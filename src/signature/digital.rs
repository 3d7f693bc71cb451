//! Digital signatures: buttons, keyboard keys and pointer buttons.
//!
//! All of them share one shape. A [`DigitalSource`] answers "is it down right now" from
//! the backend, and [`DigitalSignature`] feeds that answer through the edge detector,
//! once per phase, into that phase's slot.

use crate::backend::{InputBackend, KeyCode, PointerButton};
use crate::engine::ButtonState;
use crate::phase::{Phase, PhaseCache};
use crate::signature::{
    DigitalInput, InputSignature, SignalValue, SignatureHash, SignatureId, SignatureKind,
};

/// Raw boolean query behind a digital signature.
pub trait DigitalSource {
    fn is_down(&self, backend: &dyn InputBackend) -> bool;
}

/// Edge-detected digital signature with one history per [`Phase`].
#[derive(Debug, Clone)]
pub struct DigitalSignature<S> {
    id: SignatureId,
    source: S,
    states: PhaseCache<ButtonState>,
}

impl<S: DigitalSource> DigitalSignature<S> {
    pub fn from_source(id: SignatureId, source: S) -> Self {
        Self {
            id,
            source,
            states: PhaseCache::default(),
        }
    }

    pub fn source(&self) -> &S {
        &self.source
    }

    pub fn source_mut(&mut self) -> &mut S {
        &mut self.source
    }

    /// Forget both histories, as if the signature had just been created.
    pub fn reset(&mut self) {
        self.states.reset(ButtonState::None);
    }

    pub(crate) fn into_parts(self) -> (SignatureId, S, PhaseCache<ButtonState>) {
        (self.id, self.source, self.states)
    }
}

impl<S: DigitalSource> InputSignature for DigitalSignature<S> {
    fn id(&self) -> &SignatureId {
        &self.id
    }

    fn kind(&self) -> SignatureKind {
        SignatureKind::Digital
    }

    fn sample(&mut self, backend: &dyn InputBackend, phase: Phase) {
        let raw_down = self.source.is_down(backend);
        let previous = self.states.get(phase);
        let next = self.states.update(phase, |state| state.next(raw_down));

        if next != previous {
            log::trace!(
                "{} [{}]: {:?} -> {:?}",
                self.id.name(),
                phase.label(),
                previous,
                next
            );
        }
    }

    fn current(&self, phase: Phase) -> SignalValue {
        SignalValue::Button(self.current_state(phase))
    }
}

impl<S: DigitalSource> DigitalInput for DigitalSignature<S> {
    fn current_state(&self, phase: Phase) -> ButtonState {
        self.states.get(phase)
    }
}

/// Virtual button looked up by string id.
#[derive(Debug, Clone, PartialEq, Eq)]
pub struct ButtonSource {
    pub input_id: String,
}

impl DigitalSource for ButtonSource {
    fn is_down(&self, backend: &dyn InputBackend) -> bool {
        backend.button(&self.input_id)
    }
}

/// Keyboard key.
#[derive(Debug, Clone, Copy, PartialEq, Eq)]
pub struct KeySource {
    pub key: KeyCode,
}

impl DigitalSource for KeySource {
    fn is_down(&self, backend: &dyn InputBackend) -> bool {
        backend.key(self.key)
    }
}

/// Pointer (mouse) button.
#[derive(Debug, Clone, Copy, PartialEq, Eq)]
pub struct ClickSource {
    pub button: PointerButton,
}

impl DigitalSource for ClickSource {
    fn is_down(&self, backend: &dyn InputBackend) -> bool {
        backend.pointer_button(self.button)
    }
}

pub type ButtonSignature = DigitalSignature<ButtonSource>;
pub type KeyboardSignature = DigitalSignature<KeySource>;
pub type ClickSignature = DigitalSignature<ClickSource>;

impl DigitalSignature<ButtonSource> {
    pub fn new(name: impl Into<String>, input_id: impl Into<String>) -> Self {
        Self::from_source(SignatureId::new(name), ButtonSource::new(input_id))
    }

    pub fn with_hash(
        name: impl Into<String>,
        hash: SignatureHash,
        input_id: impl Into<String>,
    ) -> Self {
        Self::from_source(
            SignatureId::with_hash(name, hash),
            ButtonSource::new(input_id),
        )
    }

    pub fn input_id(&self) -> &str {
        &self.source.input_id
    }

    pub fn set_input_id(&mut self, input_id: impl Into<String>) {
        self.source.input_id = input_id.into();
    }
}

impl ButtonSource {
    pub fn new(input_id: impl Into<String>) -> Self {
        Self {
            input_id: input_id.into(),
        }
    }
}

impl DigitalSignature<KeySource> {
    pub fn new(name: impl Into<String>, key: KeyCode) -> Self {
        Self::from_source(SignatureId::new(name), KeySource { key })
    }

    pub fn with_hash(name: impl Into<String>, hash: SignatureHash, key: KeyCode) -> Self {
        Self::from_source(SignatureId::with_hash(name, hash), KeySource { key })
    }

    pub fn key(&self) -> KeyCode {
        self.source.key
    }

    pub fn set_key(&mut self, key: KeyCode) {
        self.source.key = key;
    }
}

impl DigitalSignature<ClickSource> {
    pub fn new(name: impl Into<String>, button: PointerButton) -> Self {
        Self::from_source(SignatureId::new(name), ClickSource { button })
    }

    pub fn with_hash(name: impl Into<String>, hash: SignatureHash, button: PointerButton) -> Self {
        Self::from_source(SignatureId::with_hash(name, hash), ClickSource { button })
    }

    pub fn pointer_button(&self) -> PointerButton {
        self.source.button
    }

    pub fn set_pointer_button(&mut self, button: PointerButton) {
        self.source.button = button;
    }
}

..............................

- Task to complete:
Each line of the listing needs to be transcribed exactly.

- Answer to the exercise:
filename src/signature/digital.rs
repository 3d7f693bc71cb451
//! Digital signatures: buttons, keyboard keys and pointer buttons.
//!
//! All of them share one shape. A [`DigitalSource`] answers "is it down right now" from
//! the backend, and [`DigitalSignature`] feeds that answer through the edge detector,
//! once per phase, into that phase's slot.

use crate::backend::{InputBackend, KeyCode, PointerButton};
use crate::engine::ButtonState;
use crate::phase::{Phase, PhaseCache};
use crate::signature::{
    DigitalInput, InputSignature, SignalValue, SignatureHash, SignatureId, SignatureKind,
};

/// Raw boolean query behind a digital signature.
pub trait DigitalSource {
    fn is_down(&self, backend: &dyn InputBackend) -> bool;
}

/// Edge-detected digital signature with one history per [`Phase`].
#[derive(Debug, Clone)]
pub struct DigitalSignature<S> {
    id: SignatureId,
    source: S,
    states: PhaseCache<ButtonState>,
}

impl<S: DigitalSource> DigitalSignature<S> {
    pub fn from_source(id: SignatureId, source: S) -> Self {
        Self {
            id,
            source,
            states: PhaseCache::default(),
        }
    }

    pub fn source(&self) -> &S {
        &self.source
    }

    pub fn source_mut(&mut self) -> &mut S {
        &mut self.source
    }

    /// Forget both histories, as if the signature had just been created.
    pub fn reset(&mut self) {
        self.states.reset(ButtonState::None);
    }

    pub(crate) fn into_parts(self) -> (SignatureId, S, PhaseCache<ButtonState>) {
        (self.id, self.source, self.states)
    }
}

impl<S: DigitalSource> InputSignature for DigitalSignature<S> {
    fn id(&self) -> &SignatureId {
        &self.id
    }

    fn kind(&self) -> SignatureKind {
        SignatureKind::Digital
    }

    fn sample(&mut self, backend: &dyn InputBackend, phase: Phase) {
        let raw_down = self.source.is_down(backend);
        let previous = self.states.get(phase);
        let next = self.states.update(phase, |state| state.next(raw_down));

        if next != previous {
            log::trace!(
                "{} [{}]: {:?} -> {:?}",
                self.id.name(),
                phase.label(),
                previous,
                next
            );
        }
    }

    fn current(&self, phase: Phase) -> SignalValue {
        SignalValue::Button(self.current_state(phase))
    }
}

impl<S: DigitalSource> DigitalInput for DigitalSignature<S> {
    fn current_state(&self, phase: Phase) -> ButtonState {
        self.states.get(phase)
    }
}

/// Virtual button looked up by string id.
#[derive(Debug, Clone, PartialEq, Eq)]
pub struct ButtonSource {
    pub input_id: String,
}

impl DigitalSource for ButtonSource {
    fn is_down(&self, backend: &dyn InputBackend) -> bool {
        backend.button(&self.input_id)
    }
}

/// Keyboard key.
#[derive(Debug, Clone, Copy, PartialEq, Eq)]
pub struct KeySource {
    pub key: KeyCode,
}

impl DigitalSource for KeySource {
    fn is_down(&self, backend: &dyn InputBackend) -> bool {
        backend.key(self.key)
    }
}

/// Pointer (mouse) button.
#[derive(Debug, Clone, Copy, PartialEq, Eq)]
pub struct ClickSource {
    pub button: PointerButton,
}

impl DigitalSource for ClickSource {
    fn is_down(&self, backend: &dyn InputBackend) -> bool {
        backend.pointer_button(self.button)
    }
}

pub type ButtonSignature = DigitalSignature<ButtonSource>;
pub type KeyboardSignature = DigitalSignature<KeySource>;
pub type ClickSignature = DigitalSignature<ClickSource>;

impl DigitalSignature<ButtonSource> {
    pub fn new(name: impl Into<String>, input_id: impl Into<String>) -> Self {
        Self::from_source(SignatureId::new(name), ButtonSource::new(input_id))
    }

    pub fn with_hash(
        name: impl Into<String>,
        hash: SignatureHash,
        input_id: impl Into<String>,
    ) -> Self {
        Self::from_source(
            SignatureId::with_hash(name, hash),
            ButtonSource::new(input_id),
        )
    }

    pub fn input_id(&self) -> &str {
        &self.source.input_id
    }

    pub fn set_input_id(&mut self, input_id: impl Into<String>) {
        self.source.input_id = input_id.into();
    }
}

impl ButtonSource {
    pub fn new(input_id: impl Into<String>) -> Self {
        Self {
            input_id: input_id.into(),
        }
    }
}

impl DigitalSignature<KeySource> {
    pub fn new(name: impl Into<String>, key: KeyCode) -> Self {
        Self::from_source(SignatureId::new(name), KeySource { key })
    }

    pub fn with_hash(name: impl Into<String>, hash: SignatureHash, key: KeyCode) -> Self {
        Self::from_source(SignatureId::with_hash(name, hash), KeySource { key })
    }

    pub fn key(&self) -> KeyCode {
        self.source.key
    }

    pub fn set_key(&mut self, key: KeyCode) {
        self.source.key = key;
    }
}

impl DigitalSignature<ClickSource> {
    pub fn new(name: impl Into<String>, button: PointerButton) -> Self {
        Self::from_source(SignatureId::new(name), ClickSource { button })
    }

    pub fn with_hash(name: impl Into<String>, hash: SignatureHash, button: PointerButton) -> Self {
        Self::from_source(SignatureId::with_hash(name, hash), ClickSource { button })
    }

    pub fn pointer_button(&self) -> PointerButton {
        self.source.button
    }

    pub fn set_pointer_button(&mut self, button: PointerButton) {
        self.source.button = button;
    }
}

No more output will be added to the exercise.